A group of engineers from the University of Massachusetts Amherst has recently demonstrated that any material can be transformed into a device capable of continuously extracting electricity from moisture in the air.

The key lies in incorporating nanopores with a diameter of less than 100 nanometers into the material. The findings of their research were published in the journal Advanced Materials. Xiaomeng Liu, the lead author of the paper and a graduate student in electrical and computer engineering at UMass Amherst, expressed excitement about the discovery, stating that it paves the way for harnessing clean electricity from the atmosphere.

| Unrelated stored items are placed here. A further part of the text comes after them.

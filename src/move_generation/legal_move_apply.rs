//! Successor-state construction.
//!
//! `apply_move` never mutates its input: it clones the position, applies the
//! move and returns the successor. Callers use this to keep every committed
//! snapshot immutable.

use crate::errors::{RulesError, RulesResult};
use crate::game_state::{chess_types::*, game_state::GameState};
use crate::moves::move_descriptions::MoveDescription;

/// Rook relocation for each castling king move: (king from, king to, rook from, rook to).
const CASTLING_ROOK_HOPS: [(Square, Square, Square, Square); 4] = [
    (4, 6, 7, 5),
    (4, 2, 0, 3),
    (60, 62, 63, 61),
    (60, 58, 56, 59),
];

/// Squares whose vacancy (or capture) revokes a castling right.
const CASTLING_RIGHT_SQUARES: [(Square, CastlingRights); 6] = [
    (4, CASTLE_LIGHT_KINGSIDE | CASTLE_LIGHT_QUEENSIDE),
    (7, CASTLE_LIGHT_KINGSIDE),
    (0, CASTLE_LIGHT_QUEENSIDE),
    (60, CASTLE_DARK_KINGSIDE | CASTLE_DARK_QUEENSIDE),
    (63, CASTLE_DARK_KINGSIDE),
    (56, CASTLE_DARK_QUEENSIDE),
];

pub fn apply_move(game_state: &GameState, mv: &MoveDescription) -> RulesResult<GameState> {
    let mover = game_state.side_to_move;
    let enemy = mover.opposite();
    let from_mask = 1u64 << mv.from;
    let to_mask = 1u64 << mv.to;

    if game_state.pieces[mover.index()][mv.moved.index()] & from_mask == 0 {
        return Err(RulesError::InconsistentState(format!(
            "no {:?} of the side to move on square {}",
            mv.moved, mv.from
        )));
    }

    let mut next = game_state.clone();
    next.pieces[mover.index()][mv.moved.index()] &= !from_mask;

    if mv.is_en_passant() {
        let victim = match mover {
            Color::Light => mv.to.checked_sub(8),
            Color::Dark => mv.to.checked_add(8),
        }
        .ok_or_else(|| RulesError::InconsistentState("en passant off the board".to_string()))?;
        next.pieces[enemy.index()][PieceKind::Pawn.index()] &= !(1u64 << victim);
    } else if mv.is_capture() {
        for bb in next.pieces[enemy.index()].iter_mut() {
            *bb &= !to_mask;
        }
    }

    let placed = mv.promotion.unwrap_or(mv.moved);
    next.pieces[mover.index()][placed.index()] |= to_mask;

    if mv.is_castling() {
        let hop = CASTLING_ROOK_HOPS
            .iter()
            .find(|(king_from, king_to, _, _)| *king_from == mv.from && *king_to == mv.to)
            .ok_or_else(|| {
                RulesError::InconsistentState(format!(
                    "castling flag on non-castling king move {}->{}",
                    mv.from, mv.to
                ))
            })?;
        let rooks = &mut next.pieces[mover.index()][PieceKind::Rook.index()];
        *rooks &= !(1u64 << hop.2);
        *rooks |= 1u64 << hop.3;
    }

    for (square, rights) in CASTLING_RIGHT_SQUARES {
        if square == mv.from || square == mv.to {
            next.castling_rights &= !rights;
        }
    }

    next.en_passant_square = if mv.is_double_pawn_push() {
        Some((mv.from + mv.to) / 2)
    } else {
        None
    };

    if mv.moved == PieceKind::Pawn || mv.is_capture() {
        next.halfmove_clock = 0;
    } else {
        next.halfmove_clock = next.halfmove_clock.saturating_add(1);
    }
    if mover == Color::Dark {
        next.fullmove_number = next.fullmove_number.saturating_add(1);
    }

    next.side_to_move = enemy;
    next.ply = next.ply.saturating_add(1);
    next.recalc_occupancy();

    Ok(next)
}
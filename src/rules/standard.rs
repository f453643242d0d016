//! Standard chess implementation of [`ChessPosition`] over bitboards.

use crate::errors::{RulesError, RulesResult};
use crate::game_state::chess_rules::STARTING_POSITION_FEN;
use crate::game_state::chess_types::{Color, PieceKind, Square};
use crate::game_state::game_state::GameState;
use crate::move_generation::legal_move_checks::{is_king_in_check, king_square};
use crate::move_generation::legal_move_generator::{generate_legal_moves, has_legal_move, GeneratedMove};
use crate::rules::draw_rules;
use crate::rules::position::{ChessPosition, LegalMove, Move, MoveResult, PlayOutcome};
use crate::rules::san::{move_to_san, san_to_move};
use crate::rules::zobrist::compute_zobrist_key;
use crate::utils::long_algebraic::long_algebraic_to_move;
use crate::utils::pgn::{read_pgn, write_pgn, RESULT_UNDECIDED};

#[derive(Debug, Clone, PartialEq, Eq)]
pub struct StandardPosition {
    initial: GameState,
    current: GameState,
    history: Vec<MoveResult>,
    // One key per reached position, starting with the initial one.
    repetition_keys: Vec<u64>,
}

impl Default for StandardPosition {
    fn default() -> Self {
        Self::from_state(GameState::new_game())
    }
}

impl StandardPosition {
    pub fn new_game() -> Self {
        Self::default()
    }

    pub fn from_fen(fen: &str) -> RulesResult<Self> {
        Ok(Self::from_state(GameState::from_fen(fen)?))
    }

    fn from_state(state: GameState) -> Self {
        let key = compute_zobrist_key(&state);
        Self {
            initial: state.clone(),
            current: state,
            history: Vec::new(),
            repetition_keys: vec![key],
        }
    }

    #[inline]
    pub fn game_state(&self) -> &GameState {
        &self.current
    }

    #[inline]
    pub fn initial_state(&self) -> &GameState {
        &self.initial
    }

    #[inline]
    pub fn history(&self) -> &[MoveResult] {
        &self.history
    }

    /// Set-up FEN when the game did not begin from the standard position.
    pub fn setup_fen(&self) -> Option<String> {
        let fen = self.initial.get_fen();
        (fen != STARTING_POSITION_FEN).then_some(fen)
    }

    /// SAN list of the moves played so far.
    pub fn san_history(&self) -> Vec<String> {
        self.history.iter().map(|r| r.san.clone()).collect()
    }

    /// PGN with caller-supplied headers, used for match export.
    pub fn to_pgn(&self, headers: &[(String, String)]) -> String {
        write_pgn(
            headers,
            &self.san_history(),
            self.initial.fullmove_number,
            self.initial.side_to_move == Color::Dark,
        )
    }

    fn successor(&self, generated: &GeneratedMove, siblings: &[GeneratedMove]) -> RulesResult<(Self, MoveResult)> {
        let desc = &generated.move_description;
        let result = MoveResult {
            color: self.current.side_to_move,
            piece: desc.moved,
            from: desc.from,
            to: desc.to,
            captured: desc.captured,
            promotion: desc.promotion,
            san: move_to_san(generated, siblings)?,
        };

        let mut next = self.clone();
        next.current = generated.game_after_move.clone();
        next.history.push(result.clone());
        next.repetition_keys.push(compute_zobrist_key(&next.current));
        Ok((next, result))
    }

    /// Apply one PGN token, accepting SAN or long algebraic.
    fn play_token(&self, token: &str) -> RulesResult<Self> {
        let legal = generate_legal_moves(&self.current)?;
        let generated = match san_to_move(token, &legal) {
            Ok(generated) => generated,
            Err(_) => {
                let mv = long_algebraic_to_move(token)
                    .map_err(|_| RulesError::IllegalMove(token.to_owned()))?;
                legal
                    .iter()
                    .find(|g| {
                        let d = &g.move_description;
                        d.from == mv.from && d.to == mv.to && d.promotion == mv.promotion
                    })
                    .ok_or_else(|| RulesError::IllegalMove(token.to_owned()))?
            }
        };
        Ok(self.successor(generated, &legal)?.0)
    }
}

impl ChessPosition for StandardPosition {
    fn setup(fen: Option<&str>) -> RulesResult<Self> {
        match fen {
            Some(fen) => Self::from_fen(fen),
            None => Ok(Self::new_game()),
        }
    }

    #[inline]
    fn turn(&self) -> Color {
        self.current.side_to_move
    }

    fn legal_moves(&self, from: Option<Square>) -> RulesResult<Vec<LegalMove>> {
        let legal = generate_legal_moves(&self.current)?;
        legal
            .iter()
            .filter(|g| from.map_or(true, |sq| g.move_description.from == sq))
            .map(|g| {
                let d = &g.move_description;
                Ok(LegalMove {
                    color: self.current.side_to_move,
                    piece: d.moved,
                    from: d.from,
                    to: d.to,
                    captured: d.captured,
                    promotion: d.promotion,
                    san: move_to_san(g, &legal)?,
                })
            })
            .collect()
    }

    fn play(&self, mv: &Move) -> RulesResult<PlayOutcome<Self>> {
        let legal = generate_legal_moves(&self.current)?;
        let candidates: Vec<&GeneratedMove> = legal
            .iter()
            .filter(|g| g.move_description.from == mv.from && g.move_description.to == mv.to)
            .collect();

        let Some(first) = candidates.first() else {
            return Ok(PlayOutcome::Illegal);
        };
        let is_promotion = first.move_description.promotion.is_some();

        let chosen = match (is_promotion, mv.promotion) {
            (true, None) => return Ok(PlayOutcome::NeedsPromotion),
            (true, Some(kind)) => candidates
                .iter()
                .find(|g| g.move_description.promotion == Some(kind))
                .copied(),
            (false, None) => Some(*first),
            (false, Some(_)) => None,
        };

        match chosen {
            Some(generated) => {
                let (next, result) = self.successor(generated, &legal)?;
                Ok(PlayOutcome::Played(next, result))
            }
            None => Ok(PlayOutcome::Illegal),
        }
    }

    fn is_check(&self) -> RulesResult<bool> {
        Ok(is_king_in_check(&self.current, self.current.side_to_move))
    }

    fn is_checkmate(&self) -> RulesResult<bool> {
        Ok(self.is_check()? && !has_legal_move(&self.current)?)
    }

    fn is_stalemate(&self) -> RulesResult<bool> {
        Ok(!self.is_check()? && !has_legal_move(&self.current)?)
    }

    fn is_threefold_repetition(&self) -> RulesResult<bool> {
        Ok(draw_rules::is_threefold_repetition(&self.repetition_keys))
    }

    fn is_insufficient_material(&self) -> RulesResult<bool> {
        Ok(draw_rules::is_insufficient_material(&self.current))
    }

    fn is_fifty_move_draw(&self) -> RulesResult<bool> {
        Ok(draw_rules::is_fifty_move_draw(&self.current))
    }

    fn serialize(&self) -> RulesResult<String> {
        let mut headers = vec![("Result".to_owned(), RESULT_UNDECIDED.to_owned())];
        if let Some(fen) = self.setup_fen() {
            headers.push(("SetUp".to_owned(), "1".to_owned()));
            headers.push(("FEN".to_owned(), fen));
        }
        Ok(self.to_pgn(&headers))
    }

    fn restore(&self, snapshot: &str) -> RulesResult<Self> {
        let game = read_pgn(snapshot)?;
        let mut position = match game.setup_fen() {
            Some(fen) => Self::from_fen(fen)?,
            None => Self::new_game(),
        };
        for token in &game.moves {
            position = position.play_token(token)?;
        }
        Ok(position)
    }

    #[inline]
    fn unit_at(&self, square: Square) -> Option<(Color, PieceKind)> {
        if square > 63 {
            return None;
        }
        self.current.piece_on(square)
    }

    #[inline]
    fn king_square(&self, color: Color) -> Option<Square> {
        king_square(&self.current, color)
    }

    #[inline]
    fn fen(&self) -> String {
        self.current.get_fen()
    }

    #[inline]
    fn ply_count(&self) -> usize {
        self.history.len()
    }
}

#[cfg(test)]
mod tests {
    use super::StandardPosition;
    use crate::game_state::chess_types::{Color, PieceKind};
    use crate::rules::position::{ChessPosition, Move, PlayOutcome};
    use crate::utils::long_algebraic::long_algebraic_to_move;

    fn play_lan(position: &StandardPosition, lan: &str) -> StandardPosition {
        let mv = long_algebraic_to_move(lan).expect("LAN should parse");
        match position.play(&mv).expect("play should not fail") {
            PlayOutcome::Played(next, _) => next,
            other => panic!("{lan} should be legal, got {other:?}"),
        }
    }

    #[test]
    fn play_returns_new_position_and_keeps_receiver() {
        let start = StandardPosition::new_game();
        let next = play_lan(&start, "e2e4");
        assert_eq!(start.ply_count(), 0);
        assert_eq!(next.ply_count(), 1);
        assert_eq!(next.turn(), Color::Dark);
        assert_eq!(next.history()[0].san, "e4");
        assert_eq!(start.turn(), Color::Light);
    }

    #[test]
    fn promotion_requires_a_choice() {
        let position = StandardPosition::from_fen("8/P6k/8/8/8/8/8/4K3 w - - 0 1").expect("FEN should parse");
        let bare = Move::new(48, 56);
        assert!(matches!(position.play(&bare), Ok(PlayOutcome::NeedsPromotion)));

        let knight = bare.with_promotion(Some(PieceKind::Knight));
        match position.play(&knight).expect("play should not fail") {
            PlayOutcome::Played(next, result) => {
                assert_eq!(result.promotion, Some(PieceKind::Knight));
                assert_eq!(next.unit_at(56), Some((Color::Light, PieceKind::Knight)));
            }
            other => panic!("promotion should be played, got {other:?}"),
        }
    }

    #[test]
    fn promotion_on_ordinary_move_is_illegal() {
        let start = StandardPosition::new_game();
        let mv = Move::new(12, 28).with_promotion(Some(PieceKind::Queen));
        assert!(matches!(start.play(&mv), Ok(PlayOutcome::Illegal)));
    }

    #[test]
    fn legal_moves_can_be_scoped_to_an_origin() {
        let start = StandardPosition::new_game();
        let knight = start.legal_moves(Some(6)).expect("generation should succeed");
        assert_eq!(knight.len(), 2);
        assert!(knight.iter().all(|m| m.piece == PieceKind::Knight));
        assert_eq!(start.legal_moves(None).expect("generation").len(), 20);
        assert!(start.legal_moves(Some(28)).expect("generation").is_empty());
    }

    #[test]
    fn fools_mate_is_checkmate() {
        let mut position = StandardPosition::new_game();
        for lan in ["f2f3", "e7e5", "g2g4", "d8h4"] {
            position = play_lan(&position, lan);
        }
        assert!(position.is_check().expect("query"));
        assert!(position.is_checkmate().expect("query"));
        assert!(!position.is_stalemate().expect("query"));
        assert_eq!(position.history()[3].san, "Qh4#");
    }

    #[test]
    fn knight_shuffle_reaches_threefold_repetition() {
        let mut position = StandardPosition::new_game();
        for lan in ["g1f3", "g8f6", "f3g1", "f6g8", "g1f3", "g8f6", "f3g1", "f6g8"] {
            assert!(!position.is_threefold_repetition().expect("query"));
            position = play_lan(&position, lan);
        }
        assert!(position.is_threefold_repetition().expect("query"));
        assert!(position.is_draw().expect("query"));
    }

    #[test]
    fn stalemate_counts_as_draw() {
        let position = StandardPosition::from_fen("7k/5Q2/6K1/8/8/8/8/8 b - - 0 1").expect("FEN should parse");
        assert!(position.is_stalemate().expect("query"));
        assert!(position.is_draw().expect("query"));
        assert!(!position.is_checkmate().expect("query"));
    }

    #[test]
    fn serialize_restore_reproduces_position_and_history() {
        let mut position = StandardPosition::new_game();
        for lan in ["e2e4", "d7d5", "e4d5", "g8f6", "f1b5", "c7c6", "d5c6", "d8d7", "c6b7", "d7b5", "b7a8q"] {
            position = play_lan(&position, lan);
        }
        let snapshot = position.serialize().expect("serialize");
        let restored = position.restore(&snapshot).expect("restore");

        assert_eq!(restored.fen(), position.fen());
        assert_eq!(restored.history(), position.history());
        assert_eq!(restored, position);
    }

    #[test]
    fn restore_keeps_custom_setup() {
        let position = StandardPosition::from_fen("4k3/8/8/8/8/8/4P3/4K3 b - - 3 20").expect("FEN should parse");
        let next = play_lan(&position, "e8d7");
        let restored = next.restore(&next.serialize().expect("serialize")).expect("restore");
        assert_eq!(restored.fen(), next.fen());
        assert_eq!(restored.initial_state(), position.initial_state());
    }

    #[test]
    fn restore_rejects_garbage() {
        let position = StandardPosition::new_game();
        assert!(position.restore("1. e5 *").is_err());
    }
}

Jun Yao, the senior author of the paper and an assistant professor of electrical and computer engineering at UMass Amherst, explained that the air contains a significant amount of electricity. He drew an analogy to clouds, which consist of water droplets, each carrying a charge. Yao mentioned that while natural clouds can produce lightning bolts, reliably capturing electricity from lightning remains a challenge. However, their team has developed a small-scale, human-built cloud that can consistently generate and enable the harvesting of electricity from the air.

The foundation of this man-made cloud is what Yao and his colleagues refer to as the “generic Air-gen effect.” This effect builds upon their previous work in 2020, where they demonstrated the continuous extraction of electricity from the air using a specialized material made of protein nanowires derived from the bacterium Geobacter sulfurreducens. Yao explained that after making the discovery with Geobacter, they realized the ability to generate electricity from the air, which they named the “Air-gen effect,” is applicable to any material possessing a specific property.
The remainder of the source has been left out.